Heat stable small molecular weight substance having platelet aggregation inhibiting activity was obtained from blood by Funahara & Miki (Blood & Vessel 10; 431-435, 1979). The following studies were made to learn a feature of platelet aggregation inhibiting activity of the inhibitor. The inhibitor was isolated from serum using Sephadex G25 column (Fig. 1). Six milligram of the inhibitor was obtained from 1ml of serum. The effects of 12mg/ml (final concentration) of the inhibitor on platelet aggregation induced by 0.5μM, 5μM and 50μM (final concentration) of ADP were 68, 33 and 22%, respectively. Platelet aggregation induced by 0.5μM of ADP was completely inhibited by 15.5mg/ml of the inhibitor. The effect of the inhibitor on thrombin—or epinephrine—induced aggregation was about 30% stronger than that on ADP-induced aggregation.Addition of 100μl of ADP (final concentration 0.5μM) to 900μl of platelet suspending medium (700μl of Ca++-free Tyrode solution plus 200μl of fresh human PRP) induced decrease of free platelet number (Fig. 2-a —*—), but addition of 16mg/ml of the inhibitor at 3min after ADP addition induced increase of free platelet number (Fig. 2-a —_??_—).

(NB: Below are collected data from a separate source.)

use nalgebra::Point2;

/// Screen-space integer bounds of a triangle, clamped to the framebuffer.
///
/// A fresh box holds the sentinel `min = i32::MAX, max = -i32::MAX` so that an
/// un-updated box is recognizably empty. Each update call applies the margin
/// again, so the effective margin grows with the number of updates.
#[derive(Debug, Clone, Copy, PartialEq, Eq)]
pub struct BoundingBox {
    pub min_x: i32,
    pub min_y: i32,
    pub max_x: i32,
    pub max_y: i32,
    margin: i32,
    clamp_x: i32,
    clamp_y: i32,
}

impl BoundingBox {
    pub const MARGIN: i32 = 1;

    pub fn new(screen_width: usize, screen_height: usize) -> Self {
        Self {
            min_x: i32::MAX,
            min_y: i32::MAX,
            max_x: -i32::MAX,
            max_y: -i32::MAX,
            margin: Self::MARGIN,
            clamp_x: i32::try_from(screen_width).unwrap_or(i32::MAX),
            clamp_y: i32::try_from(screen_height).unwrap_or(i32::MAX),
        }
    }

    /// Builds the box of a triangle: three `update_min` then three `update_max` calls.
    pub fn from_triangle(points: &[Point2<f32>; 3], screen_width: usize, screen_height: usize) -> Self {
        let mut bbox = Self::new(screen_width, screen_height);
        for p in points {
            bbox.update_min(p);
        }
        for p in points {
            bbox.update_max(p);
        }
        bbox
    }

    pub fn update_min(&mut self, point: &Point2<f32>) {
        self.min_x = self.min_x.min(point.x as i32).saturating_sub(self.margin).clamp(0, self.clamp_x);
        self.min_y = self.min_y.min(point.y as i32).saturating_sub(self.margin).clamp(0, self.clamp_y);
    }

    pub fn update_max(&mut self, point: &Point2<f32>) {
        self.max_x = self.max_x.max(point.x as i32).saturating_add(self.margin).clamp(0, self.clamp_x);
        self.max_y = self.max_y.max(point.y as i32).saturating_add(self.margin).clamp(0, self.clamp_y);
    }

    pub fn is_empty(&self) -> bool {
        self.min_x >= self.max_x || self.min_y >= self.max_y
    }

    /// Half-open pixel ranges `[min, max)` on both axes.
    pub fn pixel_ranges(&self) -> (std::ops::Range<usize>, std::ops::Range<usize>) {
        if self.is_empty() {
            return (0..0, 0..0);
        }
        (
            self.min_x as usize..self.max_x as usize,
            self.min_y as usize..self.max_y as usize,
        )
    }
}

Preincubation of the inhibitor with 20mM CaCl2 did not inhibit the activity to increase free platelet number (Fig. 2-a —_??_—). The activity was also observed when thrombin or epinephrine was used as inducer of platelet aggregation (Fig. 2-b, c). Incubation of the inhibitor in 1N HCl or NaOH solution at 100°C for 30min did not inhibit the activity. The inhibitor did not have ADP-removing activity.From the results obtained, it was concluded that blood has small molecular weight stable substance having the activity to dissociate aggregated platelet.